====== Information shown ======

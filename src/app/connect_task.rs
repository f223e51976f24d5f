use std::sync::Arc;

use tokio::sync::mpsc;
use tracing::{info, warn};

use crate::action::Action;
use crate::domain::connection::ConnectionDescriptor;
use crate::ports::DataService;

/// Runs one connect attempt off the store task and reports back through `tx`.
pub fn spawn_connect_task(
    data_service: Arc<dyn DataService>,
    descriptor: ConnectionDescriptor,
    tx: mpsc::Sender<Action>,
) {
    let id = descriptor.id.clone();
    let uri = descriptor.to_masked_connection_string();
    tokio::spawn(async move {
        let result = tokio::spawn(async move { data_service.connect(&descriptor).await }).await;

        let action = match result {
            Ok(Ok(session)) => {
                info!(connection_id = %id, uri = %uri, "Connected");
                Action::ConnectSucceeded(session)
            }
            Ok(Err(e)) => {
                warn!(connection_id = %id, uri = %uri, error = %e, "Connect failed");
                Action::ConnectFailed(e.to_string())
            }
            Err(e) => Action::ConnectFailed(format!("Connect task panicked: {}", e)),
        };

        let _ = tx.send(action).await;
    });
}
use std::path::PathBuf;

use chrono::{DateTime, Utc};
use serde::{Deserialize, Serialize};

use crate::domain::connection::{
    AuthMethod, AuthSettings, ConnectionDescriptor, ConnectionId, DEFAULT_HOSTNAME, DEFAULT_PORT,
    DEFAULT_SSH_PORT, ReadPreference, SshTunnelMethod, SshTunnelSettings, SslMethod,
    TlsSettings,
};

pub const CURRENT_VERSION: u32 = 1;

#[derive(Debug, Serialize, Deserialize)]
pub struct ConnectionsFile {
    pub version: u32,
    #[serde(default)]
    pub connections: Vec<ConnectionEntry>,
}

/// One saved connection as written to disk. Empty optional fields are
/// omitted so hand-edited files stay short.
#[derive(Debug, Clone, Serialize, Deserialize)]
pub struct ConnectionEntry {
    pub id: String,
    #[serde(default, skip_serializing_if = "String::is_empty")]
    pub name: String,
    #[serde(default = "default_hostname")]
    pub hostname: String,
    #[serde(default = "default_port")]
    pub port: String,
    #[serde(default, skip_serializing_if = "is_false")]
    pub is_srv_record: bool,
    #[serde(default)]
    pub read_preference: ReadPreference,
    #[serde(default, skip_serializing_if = "Option::is_none")]
    pub replica_set_name: Option<String>,

    #[serde(default)]
    pub auth_method: AuthMethod,
    #[serde(default, skip_serializing_if = "String::is_empty")]
    pub username: String,
    #[serde(default, skip_serializing_if = "String::is_empty")]
    pub password: String,
    #[serde(default, skip_serializing_if = "String::is_empty")]
    pub auth_source: String,

    #[serde(default)]
    pub ssl_method: SslMethod,
    #[serde(default, skip_serializing_if = "Vec::is_empty")]
    pub ssl_ca: Vec<PathBuf>,
    #[serde(default, skip_serializing_if = "Option::is_none")]
    pub ssl_certificate: Option<PathBuf>,
    #[serde(default, skip_serializing_if = "Option::is_none")]
    pub ssl_private_key: Option<PathBuf>,
    #[serde(default, skip_serializing_if = "String::is_empty")]
    pub ssl_private_key_password: String,

    #[serde(default)]
    pub ssh_tunnel: SshTunnelMethod,
    #[serde(default, skip_serializing_if = "String::is_empty")]
    pub ssh_tunnel_hostname: String,
    #[serde(default = "default_ssh_port")]
    pub ssh_tunnel_port: String,
    #[serde(default, skip_serializing_if = "String::is_empty")]
    pub ssh_tunnel_username: String,
    #[serde(default, skip_serializing_if = "String::is_empty")]
    pub ssh_tunnel_password: String,
    #[serde(default, skip_serializing_if = "String::is_empty")]
    pub ssh_tunnel_passphrase: String,
    #[serde(default, skip_serializing_if = "Option::is_none")]
    pub ssh_tunnel_identity_file: Option<PathBuf>,

    #[serde(default, skip_serializing_if = "is_false")]
    pub is_favorite: bool,
    #[serde(default, skip_serializing_if = "Option::is_none")]
    pub last_used: Option<DateTime<Utc>>,
}

fn default_hostname() -> String {
    DEFAULT_HOSTNAME.to_string()
}

fn default_port() -> String {
    DEFAULT_PORT.to_string()
}

fn default_ssh_port() -> String {
    DEFAULT_SSH_PORT.to_string()
}

fn is_false(value: &bool) -> bool {
    !*value
}

impl ConnectionsFile {
    pub fn from_descriptors(descriptors: &[ConnectionDescriptor]) -> Self {
        Self {
            version: CURRENT_VERSION,
            connections: descriptors.iter().map(ConnectionEntry::from_descriptor).collect(),
        }
    }

    /// Entries with a blank id are skipped.
    pub fn to_descriptors(&self) -> Vec<ConnectionDescriptor> {
        self.connections
            .iter()
            .filter_map(ConnectionEntry::to_descriptor)
            .collect()
    }
}

impl ConnectionEntry {
    pub fn from_descriptor(d: &ConnectionDescriptor) -> Self {
        Self {
            id: d.id.as_str().to_string(),
            name: d.name.clone(),
            hostname: d.hostname.clone(),
            port: d.port.clone(),
            is_srv_record: d.is_srv_record,
            read_preference: d.read_preference,
            replica_set_name: d.replica_set_name.clone(),
            auth_method: d.auth.method,
            username: d.auth.username.clone(),
            password: d.auth.password.clone(),
            auth_source: d.auth.auth_source.clone(),
            ssl_method: d.tls.method,
            ssl_ca: d.tls.ca_files.clone(),
            ssl_certificate: d.tls.certificate.clone(),
            ssl_private_key: d.tls.private_key.clone(),
            ssl_private_key_password: d.tls.private_key_password.clone(),
            ssh_tunnel: d.ssh_tunnel.method,
            ssh_tunnel_hostname: d.ssh_tunnel.hostname.clone(),
            ssh_tunnel_port: d.ssh_tunnel.port.clone(),
            ssh_tunnel_username: d.ssh_tunnel.username.clone(),
            ssh_tunnel_password: d.ssh_tunnel.password.clone(),
            ssh_tunnel_passphrase: d.ssh_tunnel.passphrase.clone(),
            ssh_tunnel_identity_file: d.ssh_tunnel.identity_file.clone(),
            is_favorite: d.is_favorite,
            last_used: d.last_used,
        }
    }

    pub fn to_descriptor(&self) -> Option<ConnectionDescriptor> {
        let id: ConnectionId = self.id.parse().ok()?;
        Some(ConnectionDescriptor {
            id,
            name: self.name.clone(),
            hostname: self.hostname.clone(),
            port: self.port.clone(),
            is_srv_record: self.is_srv_record,
            read_preference: self.read_preference,
            replica_set_name: self.replica_set_name.clone(),
            auth: AuthSettings {
                method: self.auth_method,
                username: self.username.clone(),
                password: self.password.clone(),
                auth_source: self.auth_source.clone(),
            },
            tls: TlsSettings {
                method: self.ssl_method,
                ca_files: self.ssl_ca.clone(),
                certificate: self.ssl_certificate.clone(),
                private_key: self.ssl_private_key.clone(),
                private_key_password: self.ssl_private_key_password.clone(),
            },
            ssh_tunnel: SshTunnelSettings {
                method: self.ssh_tunnel,
                hostname: self.ssh_tunnel_hostname.clone(),
                port: self.ssh_tunnel_port.clone(),
                username: self.ssh_tunnel_username.clone(),
                password: self.ssh_tunnel_password.clone(),
                passphrase: self.ssh_tunnel_passphrase.clone(),
                identity_file: self.ssh_tunnel_identity_file.clone(),
            },
            is_favorite: self.is_favorite,
            last_used: self.last_used,
        })
    }
}
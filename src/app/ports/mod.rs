pub mod connection_host;
pub mod connection_repository;
pub mod data_service;

pub use connection_host::ConnectionHost;
pub use connection_repository::{ConnectionRepository, RepositoryError};
pub use data_service::{DataService, DataServiceError, DataSession, SessionHandle};

#[cfg(test)]
pub use connection_host::MockConnectionHost;
#[cfg(test)]
pub use connection_repository::MockConnectionRepository;
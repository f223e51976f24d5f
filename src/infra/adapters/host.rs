use tokio::sync::mpsc;
use tracing::warn;

use crate::app::ports::{ConnectionHost, SessionHandle};

/// Hands established sessions to whoever holds the receiving end.
pub struct ChannelHost {
    tx: mpsc::UnboundedSender<SessionHandle>,
}

impl ChannelHost {
    pub fn new() -> (Self, mpsc::UnboundedReceiver<SessionHandle>) {
        let (tx, rx) = mpsc::unbounded_channel();
        (Self { tx }, rx)
    }
}

impl ConnectionHost for ChannelHost {
    fn connection_established(&self, session: SessionHandle) {
        let label = session.label().to_string();
        if self.tx.send(session).is_err() {
            warn!(session = %label, "No receiver for established session");
        }
    }
}
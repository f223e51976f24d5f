//! Application layer: the reactive connection store and its ports.

use mongoconnect_domain as domain;

pub mod action;
pub mod connect_task;
pub mod connection_error;
pub mod connection_state;
pub mod dispatcher;
pub mod effect;
pub mod effect_runner;
pub mod ports;
pub mod reducer;
pub mod reducers;
pub mod state;
pub mod store;

#[cfg(any(test, feature = "test-support"))]
pub mod test_support;

pub use action::Action;
pub use dispatcher::ActionDispatcher;
pub use state::ConnectState;
pub use store::{ConnectionStore, StoreError};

======

- [Work instructions]
Determine how many lines of the material hold the string "SshTunnelSettings", and state that number by itself.

- [Problem solution]
2